TASK DATA:
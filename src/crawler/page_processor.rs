//! Commit-group walk over one catalog page
//!
//! A page's items are filtered to the window between the cursor and the
//! commit timestamp the catalog index lists for the page, grouped by exact
//! commit timestamp and processed group by group in ascending order. A group
//! is either processed entirely or not at all; the cursor may only ever move
//! to the timestamp of a fully processed group that is known to be closed.

use crate::catalog::{CatalogPage, DownloadDepth, LeafRef, Timestamp};
use crate::crawler::leaf_fetcher::LeafFetcher;
use crate::reports::PageVisitor;
use crate::{CatalogError, Result};
use std::collections::BTreeMap;

/// Remaining `max-commits` allowance for a run, counted in leaf items
#[derive(Debug, Clone, Copy, PartialEq, Eq)]
pub struct CommitBudget {
    limit: Option<usize>,
    spent: usize,
}

impl CommitBudget {
    /// Creates a budget; `None` means unlimited
    pub fn new(limit: Option<usize>) -> Self {
        Self { limit, spent: 0 }
    }

    /// Returns true if a group of `group_len` items may start
    ///
    /// The first group of a run is always admitted, even when it alone is
    /// larger than the limit; otherwise an oversized batch would block the
    /// mirror forever.
    pub fn admits(&self, group_len: usize) -> bool {
        match self.limit {
            None => true,
            Some(_) if self.spent == 0 => true,
            Some(limit) => self.spent + group_len <= limit,
        }
    }

    /// Records processed items
    pub fn spend(&mut self, items: usize) {
        self.spent += items;
    }

    /// Returns true once the limit has been reached
    pub fn is_exhausted(&self) -> bool {
        matches!(self.limit, Some(limit) if self.spent >= limit)
    }
}

/// What a page may process
#[derive(Debug, Clone, Copy, Default, PartialEq, Eq)]
pub struct PageWindow {
    /// Items at or before the cursor are already mirrored
    pub cursor: Option<Timestamp>,
    /// Commit timestamp the catalog index lists for the page
    ///
    /// Items after it are not published yet and are left for a later run.
    /// Groups before it are closed. `None` means the page is unbounded and
    /// nothing is closed before the last page.
    pub listed_commit: Option<Timestamp>,
    /// Commit batch started on an earlier page and not yet known to be closed
    pub open_batch: Option<Timestamp>,
    /// Only the open batch may be processed
    pub continuation_only: bool,
    /// The page is the last one the index lists past the cursor
    pub is_last: bool,
}

impl PageWindow {
    fn admits(&self, commit: Timestamp) -> bool {
        self.cursor.map_or(true, |cursor| commit > cursor)
            && self.listed_commit.map_or(true, |listed| commit <= listed)
    }

    fn closes(&self, commit: Timestamp) -> bool {
        self.is_last || matches!(self.listed_commit, Some(listed) if commit < listed)
    }
}

/// Result of walking one page
#[derive(Debug, Default)]
pub struct PageOutcome {
    /// Timestamps of fully processed groups, ascending
    pub completed: Vec<Timestamp>,
    /// Latest finished batch known to be closed; the cursor may move here
    pub safe_advance_to: Option<Timestamp>,
    /// Finished batch that may continue on the next page
    pub open_batch: Option<Timestamp>,
    pub items_processed: usize,
    pub leaves_downloaded: usize,
    /// Latest commit timestamp of any item on the page, eligible or not
    pub page_max: Option<Timestamp>,
    /// A group was left for a later run because of the commit budget
    pub refused: bool,
    pub failure: Option<CatalogError>,
    /// Group whose leaves failed
    pub failed_group: Option<Timestamp>,
}

/// Walks the commit groups of catalog pages
pub struct PageProcessor {
    depth: DownloadDepth,
    leaves: LeafFetcher,
}

impl PageProcessor {
    pub fn new(depth: DownloadDepth, leaves: LeafFetcher) -> Self {
        Self { depth, leaves }
    }

    /// Processes the groups of `page` that the window and budget admit
    ///
    /// At `CatalogLeaf` depth every item of an admitted group is downloaded
    /// and the group only counts as processed if all downloads succeeded.
    /// At shallower depths groups are counted without fetching leaves.
    ///
    /// `visitor` sees the full page before any leaf is dispatched; a visitor
    /// error is returned before anything is processed.
    pub async fn process<V: PageVisitor>(
        &self,
        page: &CatalogPage,
        window: PageWindow,
        budget: &mut CommitBudget,
        visitor: &mut V,
    ) -> Result<PageOutcome> {
        visitor.visit_page(page)?;

        let mut outcome = PageOutcome {
            page_max: page.max_commit_timestamp(),
            ..PageOutcome::default()
        };

        for (commit, items) in eligible_groups(page, &window) {
            let continues_batch = window.open_batch == Some(commit);
            if !continues_batch && (window.continuation_only || !budget.admits(items.len())) {
                tracing::debug!(
                    "Leaving commit {} ({} items) for a later run",
                    commit,
                    items.len()
                );
                outcome.refused = true;
                break;
            }

            if self.depth >= DownloadDepth::CatalogLeaf {
                let results = self.leaves.fetch_all(&items).await;
                let mut failure = None;
                for result in results {
                    match result.outcome {
                        Ok(_) => outcome.leaves_downloaded += 1,
                        Err(e) => {
                            tracing::warn!(
                                "Leaf {} {} failed: {}",
                                result.leaf.id,
                                result.leaf.version,
                                e
                            );
                            failure.get_or_insert(e);
                        }
                    }
                }

                if let Some(e) = failure {
                    outcome.failure = Some(e);
                    outcome.failed_group = Some(commit);
                    break;
                }
            }

            budget.spend(items.len());
            outcome.items_processed += items.len();
            outcome.completed.push(commit);
        }

        // The open batch is finished unless its own leaves failed here.
        let done: Vec<Timestamp> = window
            .open_batch
            .filter(|batch| outcome.failed_group != Some(*batch))
            .into_iter()
            .chain(outcome.completed.iter().copied())
            .collect();
        outcome.safe_advance_to = done
            .iter()
            .copied()
            .filter(|commit| window.closes(*commit))
            .max();
        // A finished batch that is neither closed nor at the listed commit is
        // dropped unsaved; the next run fetches it again.
        if !window.is_last {
            outcome.open_batch = done
                .iter()
                .copied()
                .max()
                .filter(|commit| Some(*commit) == window.listed_commit);
        }

        Ok(outcome)
    }
}

/// Items inside the window, grouped by exact commit timestamp
fn eligible_groups(page: &CatalogPage, window: &PageWindow) -> BTreeMap<Timestamp, Vec<LeafRef>> {
    let mut groups: BTreeMap<Timestamp, Vec<LeafRef>> = BTreeMap::new();
    for item in &page.items {
        if window.admits(item.commit_timestamp) {
            groups
                .entry(item.commit_timestamp)
                .or_default()
                .push(item.clone());
        }
    }
    groups
}
/// Download depth definitions for bounding how far a run descends
///
/// This module defines the levels of the catalog hierarchy a run can fetch.
use serde::{Deserialize, Deserializer, Serialize, Serializer};
use std::fmt;
use std::str::FromStr;

/// How far into the catalog hierarchy a run fetches
///
/// Variants are declared in structural order, so the derived `Ord` is the
/// depth order: fetching at depth N also fetches everything at depth < N.
#[derive(Debug, Clone, Copy, PartialEq, Eq, PartialOrd, Ord, Hash)]
pub enum DownloadDepth {
    /// Only the service index
    ServiceIndex,

    /// The service index and the catalog index
    CatalogIndex,

    /// Everything above plus every catalog page newer than the cursor
    CatalogPage,

    /// Everything above plus every leaf document newer than the cursor
    CatalogLeaf,
}

impl DownloadDepth {
    /// Returns the canonical name of this depth
    ///
    /// The name is also used in cursor file names, so it must stay stable.
    pub fn as_str(&self) -> &'static str {
        match self {
            Self::ServiceIndex => "ServiceIndex",
            Self::CatalogIndex => "CatalogIndex",
            Self::CatalogPage => "CatalogPage",
            Self::CatalogLeaf => "CatalogLeaf",
        }
    }

    /// Returns true if runs at this depth track a cursor
    ///
    /// Index-only runs fetch nothing incremental and never read or write one.
    pub fn tracks_cursor(&self) -> bool {
        *self >= Self::CatalogPage
    }
}

impl Default for DownloadDepth {
    fn default() -> Self {
        Self::CatalogLeaf
    }
}

impl fmt::Display for DownloadDepth {
    fn fmt(&self, f: &mut fmt::Formatter<'_>) -> fmt::Result {
        f.write_str(self.as_str())
    }
}

impl FromStr for DownloadDepth {
    type Err = String;

    /// Parses a depth name case-insensitively, ignoring `-` and `_`
    fn from_str(s: &str) -> Result<Self, Self::Err> {
        let key: String = s
            .chars()
            .filter(|c| *c != '-' && *c != '_')
            .map(|c| c.to_ascii_lowercase())
            .collect();

        match key.as_str() {
            "serviceindex" => Ok(Self::ServiceIndex),
            "catalogindex" => Ok(Self::CatalogIndex),
            "catalogpage" => Ok(Self::CatalogPage),
            "catalogleaf" => Ok(Self::CatalogLeaf),
            _ => Err(format!(
                "unknown depth '{}' (expected one of ServiceIndex, CatalogIndex, CatalogPage, CatalogLeaf)",
                s
            )),
        }
    }
}

impl Serialize for DownloadDepth {
    fn serialize<S: Serializer>(&self, serializer: S) -> Result<S::Ok, S::Error> {
        serializer.serialize_str(self.as_str())
    }
}

impl<'de> Deserialize<'de> for DownloadDepth {
    fn deserialize<D: Deserializer<'de>>(deserializer: D) -> Result<Self, D::Error> {
        let s = String::deserialize(deserializer)?;
        s.parse().map_err(serde::de::Error::custom)
    }
}
use std::collections::HashMap;

use async_trait::async_trait;
use time::OffsetDateTime;
use tokio::sync::Mutex;

use crate::payment::{
    error::{PaymentError, unknown_transaction},
    types::{PaymentStatus, PaymentTransaction},
};

#[derive(Debug, Clone, PartialEq, Eq)]
pub enum TransitionOutcome {
    /// This caller won the guard and holds the only claim on the
    /// follow-up side effect.
    Applied(PaymentTransaction),
    /// The transaction was already in the requested status.
    AlreadyInStatus(PaymentTransaction),
    /// The transaction reached a different terminal status first.
    NotPending(PaymentStatus),
}

/// Storage port for payment transactions. The transition method is the
/// idempotency guard: only one caller can move a pending transaction to
/// a terminal status.
#[async_trait]
pub trait TransactionStore: Send + Sync {
    async fn insert(&self, transaction: PaymentTransaction) -> Result<(), PaymentError>;

    async fn fetch(
        &self,
        transaction_id: &str,
    ) -> Result<Option<PaymentTransaction>, PaymentError>;

    /// Moves the transaction to `to` only if it is still pending.
    async fn transition_if_pending(
        &self,
        transaction_id: &str,
        to: PaymentStatus,
    ) -> Result<TransitionOutcome, PaymentError>;
}

#[derive(Default)]
pub struct MemoryTransactionStore {
    transactions: Mutex<HashMap<String, PaymentTransaction>>,
}

impl MemoryTransactionStore {
    pub fn new() -> Self {
        Self::default()
    }
}

#[async_trait]
impl TransactionStore for MemoryTransactionStore {
    async fn insert(&self, transaction: PaymentTransaction) -> Result<(), PaymentError> {
        let mut guard = self.transactions.lock().await;
        guard.insert(transaction.id.clone(), transaction);
        Ok(())
    }

    async fn fetch(
        &self,
        transaction_id: &str,
    ) -> Result<Option<PaymentTransaction>, PaymentError> {
        let guard = self.transactions.lock().await;
        Ok(guard.get(transaction_id).cloned())
    }

    async fn transition_if_pending(
        &self,
        transaction_id: &str,
        to: PaymentStatus,
    ) -> Result<TransitionOutcome, PaymentError> {
        let mut guard = self.transactions.lock().await;
        let transaction = guard.get_mut(transaction_id).ok_or_else(|| {
            unknown_transaction(format!("unknown transaction '{}'", transaction_id))
        })?;

        match transaction.status {
            PaymentStatus::Pending => {
                transaction.status = to;
                transaction.updated_at = OffsetDateTime::now_utc();
                Ok(TransitionOutcome::Applied(transaction.clone()))
            }
            status if status == to => Ok(TransitionOutcome::AlreadyInStatus(transaction.clone())),
            status => Ok(TransitionOutcome::NotPending(status)),
        }
    }
}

ACTIVITY: If a line of the data contains "enum", copy it out.

OUTPUT BELOW:
pub enum DownloadDepth {
pub enum TransitionOutcome {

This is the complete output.